With co-op and semi-cop already introduced, it sort of seems a natural flow from that point that there are traitor mechanics. Traitor mechanics are mechanics where one individual player can choose to change their allegiance to the rest of the group. Traitor mechanics are important to separate from semi-co-op, because a traitor needs to have had some reason to be in the cooperative group in the first place.

Utility

Usually, traitor mechanics are best deployed when there’s an incentive for players to succeed together, but also an incentive to succeed alone. This can be a challenging puzzle when you deal with it in a larger scale – you want to design things so the traitor is an option without it being a natural endgame. You can also use traitor mechanics as a way to introduce surprise and spice to an existing game structure (and it shows up in some co-op Legacy games, but I won’t mention which ones because that’d spoilery).

Note that a game with a traitor mechanic really isn’t too different from ‘a semi-co-op game.’ These arent pure descriptors of mechanical language as much as they are trying to be useful guides to what someone means when they mention a thing.

Limitations

I tend to think that traitor mechanics want to be part of larger games – games like Archipelago and Battlestar Galactica, where if one player is a traitor, deducing that they are and routing around them still has enough game to it. That’s not to say they’re totally necessary to make traitor mechanics work – after all, you can view poker as a game based around a traitor mechanic, and so to our small game Pie Crimes.

I think myself, I’d avoid using the term traitor mechanic too broadly. It isn’t just the idea of competing, unsure teams like The Resistance – it’s about giving a player a reason and a choice to prioritise themselves over others.
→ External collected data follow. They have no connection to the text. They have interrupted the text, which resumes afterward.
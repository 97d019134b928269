//! WebAssembly module reader.
//!
//! Pulls out the three things the report needs from the bytecode: the
//! function name table, the number of imported functions (imports occupy
//! the low global function indices) and the declared locals of each code
//! body.

use std::fmt;

use wasmparser::{ExternalKind, KnownCustom, Name, Parser, Payload, RefType, TypeRef, ValType};

use crate::symbols::FunctionNames;

/// Errors raised while reading a module
#[derive(Debug, thiserror::Error)]
pub enum ModuleError {
    /// The bytes are not a well-formed module
    #[error("{0}")]
    Parse(#[from] wasmparser::BinaryReaderError),
}

/// A run of locals of one type, as declared in a code body.
#[derive(Debug, Clone, PartialEq, Eq)]
pub struct LocalDecl {
    pub count: u32,
    /// Wasm type name, e.g. `i32`
    pub ty: String,
}

impl fmt::Display for LocalDecl {
    fn fmt(&self, f: &mut fmt::Formatter<'_>) -> fmt::Result {
        write!(f, "{} x{}", self.ty, self.count)
    }
}

/// One entry of the code section.
#[derive(Debug, Clone, PartialEq, Eq)]
pub struct CodeBody {
    /// Size of the body in the module, in bytes
    pub body_size: usize,
    pub locals: Vec<LocalDecl>,
}

/// What the report needs to know about the bytecode module.
#[derive(Debug, Clone, Default, PartialEq, Eq)]
pub struct ModuleInfo {
    pub function_names: FunctionNames,
    /// Number of imported functions
    pub import_count: u32,
    /// Code bodies in code section order
    pub bodies: Vec<CodeBody>,
}

impl ModuleInfo {
    /// Parse a binary module.
    ///
    /// Names come from the `name` custom section; exported functions fill
    /// the indices it does not cover.
    pub fn parse(bytes: &[u8]) -> Result<Self, ModuleError> {
        let mut info = ModuleInfo::default();
        let mut export_names = Vec::new();

        for payload in Parser::new(0).parse_all(bytes) {
            match payload? {
                Payload::ImportSection(reader) => {
                    for import in reader {
                        if let TypeRef::Func(_) = import?.ty {
                            info.import_count += 1;
                        }
                    }
                }
                Payload::ExportSection(reader) => {
                    for export in reader {
                        let export = export?;
                        if matches!(export.kind, ExternalKind::Func) {
                            export_names.push((export.index, export.name.to_string()));
                        }
                    }
                }
                Payload::CodeSectionEntry(body) => {
                    let mut locals = Vec::new();
                    for local in body.get_locals_reader()? {
                        let (count, ty) = local?;
                        locals.push(LocalDecl {
                            count,
                            ty: type_name(ty),
                        });
                    }
                    info.bodies.push(CodeBody {
                        body_size: body.range().len(),
                        locals,
                    });
                }
                Payload::CustomSection(reader) => {
                    if let KnownCustom::Name(names) = reader.as_known() {
                        for subsection in names {
                            if let Name::Function(map) = subsection? {
                                for naming in map {
                                    let naming = naming?;
                                    info.function_names
                                        .insert(naming.index, naming.name.to_string());
                                }
                            }
                        }
                    }
                }
                _ => {}
            }
        }

        for (index, name) in export_names {
            info.function_names.entry(index).or_insert(name);
        }

        log::debug!(
            "module: {} imported functions, {} code bodies, {} names",
            info.import_count,
            info.bodies.len(),
            info.function_names.len()
        );
        Ok(info)
    }

    /// Code body index for a global function index, if it names a local function.
    pub fn body_index(&self, function_index: u32) -> Option<usize> {
        function_index
            .checked_sub(self.import_count)
            .map(|i| i as usize)
    }

    /// Code body for a global function index.
    ///
    /// `None` for imported functions and indices past the code section.
    pub fn body_for(&self, function_index: u32) -> Option<&CodeBody> {
        self.bodies.get(self.body_index(function_index)?)
    }
}

fn type_name(ty: ValType) -> String {
    match ty {
        ValType::I32 => "i32".to_string(),
        ValType::I64 => "i64".to_string(),
        ValType::F32 => "f32".to_string(),
        ValType::F64 => "f64".to_string(),
        ValType::V128 => "v128".to_string(),
        ValType::Ref(r) if r == RefType::FUNCREF => "funcref".to_string(),
        ValType::Ref(r) if r == RefType::EXTERNREF => "externref".to_string(),
        ValType::Ref(r) => format!("{:?}", r),
    }
}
Dead of Winter does this by giving players secret goals – stockpiling medicine, for example – without necessarily making it break the whole group at large.  This isn’t Betrayal At The House On The Hill either because it’s not like a player ever has to choose between competing rewards.

Examples

Mafia De Cuba and The Game Of Thrones board game.

Term: Semi-Co-Op Games

Okay, remember cooperative games? Well, semi-co-op games work around that space. They have the basic setup of a cooperative game, but there’s something in the game, some player’s behaviour, that keeps it from being purely cooperative. Usually this means there’s a player who is secretly working against the actions of other players, but sometimes it can mean that there’s just the suspicion of such a thing.
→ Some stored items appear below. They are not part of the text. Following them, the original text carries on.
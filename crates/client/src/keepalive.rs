//! Keep-alive bookkeeping and the heartbeat monitor.
//!
//! The server advertises a keep-alive timeout at negotiation time. From it we
//! derive when to warn that the connection looks slow, and how often to
//! check. The monitor is time-based and independent of transport framing: it
//! only ever looks at "when did we last see any inbound activity".

use std::sync::atomic::{AtomicBool, AtomicU64, Ordering};
use std::sync::{Arc, Mutex};
use std::time::{Duration, Instant};

use once_cell::sync::Lazy;
use tokio::task::JoinHandle;
use tracing::{debug, trace};

use crate::connection::ConnectionState;

/// Origin for the monotonic millisecond clock used by activity stamps.
static CLOCK_ORIGIN: Lazy<Instant> = Lazy::new(Instant::now);

fn monotonic_ms() -> u64 {
    CLOCK_ORIGIN.elapsed().as_millis() as u64
}

/// Fraction of the keep-alive timeout after which the connection is
/// considered slow.
const WARN_AT: f64 = 2.0 / 3.0;

/// Keep-alive timings plus the last-activity stamp.
///
/// Derived once per start or reconnect attempt and handed to the heartbeat
/// monitor; clones share the activity stamp so a beat recorded through the
/// connection is visible to the monitor task.
#[derive(Debug, Clone)]
pub struct KeepAliveData {
    timeout: Duration,
    warn_after: Duration,
    check_interval: Duration,
    last_activity: Arc<AtomicU64>,
}

impl KeepAliveData {
    pub fn new(timeout: Duration) -> Self {
        let warn_after = timeout.mul_f64(WARN_AT);
        // The check has to be short enough not to miss a whole episode.
        let check_interval = ((timeout - warn_after) / 3).max(Duration::from_millis(1));
        Self {
            timeout,
            warn_after,
            check_interval,
            last_activity: Arc::new(AtomicU64::new(monotonic_ms())),
        }
    }

    pub fn timeout(&self) -> Duration {
        self.timeout
    }

    pub fn warn_after(&self) -> Duration {
        self.warn_after
    }

    pub fn check_interval(&self) -> Duration {
        self.check_interval
    }

    /// Record inbound activity "now".
    pub fn beat(&self) {
        self.last_activity.store(monotonic_ms(), Ordering::Relaxed);
    }

    /// Time since the last recorded activity.
    pub fn elapsed(&self) -> Duration {
        let last = self.last_activity.load(Ordering::Relaxed);
        Duration::from_millis(monotonic_ms().saturating_sub(last))
    }
}

struct MonitorState {
    keep_alive: Option<KeepAliveData>,
    on_warning: Option<Arc<dyn Fn() + Send + Sync>>,
    on_timeout: Option<Arc<dyn Fn() + Send + Sync>>,
    stopped: Arc<AtomicBool>,
    task: Option<JoinHandle<()>>,
}

/// Periodic checker that turns silence into warning and timeout signals.
///
/// Each signal fires once per silence episode: after a warning (or timeout)
/// the monitor stays quiet until activity resumes, which re-arms both.
/// Replaced, not reused, across reconnects.
pub struct HeartbeatMonitor {
    state: Mutex<MonitorState>,
}

impl HeartbeatMonitor {
    pub fn new() -> Self {
        Self {
            state: Mutex::new(MonitorState {
                keep_alive: None,
                on_warning: None,
                on_timeout: None,
                stopped: Arc::new(AtomicBool::new(true)),
                task: None,
            }),
        }
    }

    /// Set the slow-connection callback. Must be set before `start`.
    pub fn set_on_warning(&self, f: impl Fn() + Send + Sync + 'static) {
        self.state.lock().unwrap().on_warning = Some(Arc::new(f));
    }

    /// Set the timeout callback. Must be set before `start`.
    pub fn set_on_timeout(&self, f: impl Fn() + Send + Sync + 'static) {
        self.state.lock().unwrap().on_timeout = Some(Arc::new(f));
    }

    /// Arm the periodic check. `connection_state` is sampled on every tick;
    /// the monitor only evaluates elapsed time while it reports Connected.
    ///
    /// Must be called from within a tokio runtime.
    pub fn start(
        &self,
        keep_alive: KeepAliveData,
        connection_state: impl Fn() -> ConnectionState + Send + Sync + 'static,
    ) {
        let mut state = self.state.lock().unwrap();
        if state.keep_alive.is_some() {
            Self::stop_locked(&mut state);
        }

        keep_alive.beat();
        let stopped = Arc::new(AtomicBool::new(false));
        state.stopped = stopped.clone();
        state.keep_alive = Some(keep_alive.clone());

        let on_warning = state.on_warning.clone();
        let on_timeout = state.on_timeout.clone();
        let interval = keep_alive.check_interval();

        debug!(
            timeout_ms = keep_alive.timeout().as_millis() as u64,
            warn_ms = keep_alive.warn_after().as_millis() as u64,
            check_ms = interval.as_millis() as u64,
            "starting heartbeat monitor"
        );

        state.task = Some(tokio::spawn(async move {
            let start_at = tokio::time::Instant::now() + interval;
            let mut ticker = tokio::time::interval_at(start_at, interval);
            let mut warned = false;
            let mut timed_out = false;
            loop {
                ticker.tick().await;
                if stopped.load(Ordering::Relaxed) {
                    break;
                }
                if connection_state() != ConnectionState::Connected {
                    continue;
                }
                let elapsed = keep_alive.elapsed();
                if elapsed >= keep_alive.timeout() {
                    if !timed_out {
                        timed_out = true;
                        debug!(elapsed_ms = elapsed.as_millis() as u64, "keep-alive timeout");
                        if let Some(cb) = &on_timeout {
                            cb();
                        }
                    }
                } else if elapsed >= keep_alive.warn_after() {
                    if !warned {
                        warned = true;
                        trace!(elapsed_ms = elapsed.as_millis() as u64, "connection slow");
                        if let Some(cb) = &on_warning {
                            cb();
                        }
                    }
                } else {
                    warned = false;
                    timed_out = false;
                }
            }
        }));
    }

    /// Disarm the periodic check. Idempotent.
    pub fn stop(&self) {
        let mut state = self.state.lock().unwrap();
        Self::stop_locked(&mut state);
    }

    fn stop_locked(state: &mut MonitorState) {
        state.stopped.store(true, Ordering::Relaxed);
        if let Some(task) = state.task.take() {
            task.abort();
        }
    }

    /// Record inbound activity.
    pub fn beat(&self) {
        if let Some(keep_alive) = &self.state.lock().unwrap().keep_alive {
            keep_alive.beat();
        }
    }

    /// The keep-alive data this monitor was last armed with.
    pub fn keep_alive_data(&self) -> Option<KeepAliveData> {
        self.state.lock().unwrap().keep_alive.clone()
    }
}

impl Default for HeartbeatMonitor {
    fn default() -> Self {
        Self::new()
    }
}

impl Drop for HeartbeatMonitor {
    fn drop(&mut self) {
        if let Ok(mut state) = self.state.lock() {
            Self::stop_locked(&mut state);
        }
    }
}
There’s a really different affect to a semi-cooperative game. Semi-co-op games aren’t like ‘cooperative games, but,’ because suspicion tends to become a huge part of the game. It’s less about how to complete the cooperative challenge, and much more about how you can use your actions to either obscure your intentions, or to entice other players to take actions that would evoke their identity.

Utility

Semi co-op structures are really good at fighting quarterbacking (as described in the cooperative term). They’re also really good for representing a fairly robust, classical narrative – people work together, then there’s a sudden disruption where someone gets revealed to not be a part of the solution. There’s also just the fear of that. Sometimes players will avoid making optimal communication just because they might be dealing with a traitor in a game that might not have one active.

The other type of semi-co-op can be one with one player an open adversary to the other players. This opposition means you can give the game an oppositional force that has to make decisions, like a Dungeonmaster or Game Master role.

Another, third way to do semi-co-op is to have players form cooperative units. Imagine a game where two players work together on their own small project, at a time, then each of those projects compete to see what they can do.

Limitations

The problems present in cooperative game design tend to be coded out of semi-co-op. With at least one player adding an element of confrontation, it becomes easier for difficulty to adjust to players’ behaviours. When a game’s opposition is primarily a hard-coded system (like a scenario, or cards, or combinations of those cards) it can make opposition feel a bit blunt and thoughtless. If a player is the one opposing you, they add a different feeling to that experience…

… buuuut then you have to basically make two games at once. Semi co-op games have to have design space set out for the oppositional player and this can often get out of hand. It’s part of the design load, where you need to create content for both forms of contribution.

Examples

Betrayal at the House on the Hill, Dead of Winter, the non-co-op expansions to Pandemic.

Term: Cooperative Games

A cooperative game is a game where multiple players are all working together to achieve the common end of the game. This isn’t the same thing as a game where players can cooperate (like many trading games or war games), but games where the entire point of the game is for two or more players to work together to win it.

Utility

Cooperative game designs are great for making games for players who aren’t interested in direct conflict.

They’re also good for making somewhat basic problems much more complicated and engaging. It’s one thing to just lift a box, but if one player has to lift the box, and another player push it forwards, you’re going to make something that wasn’t quite a challenge into a problem of communication.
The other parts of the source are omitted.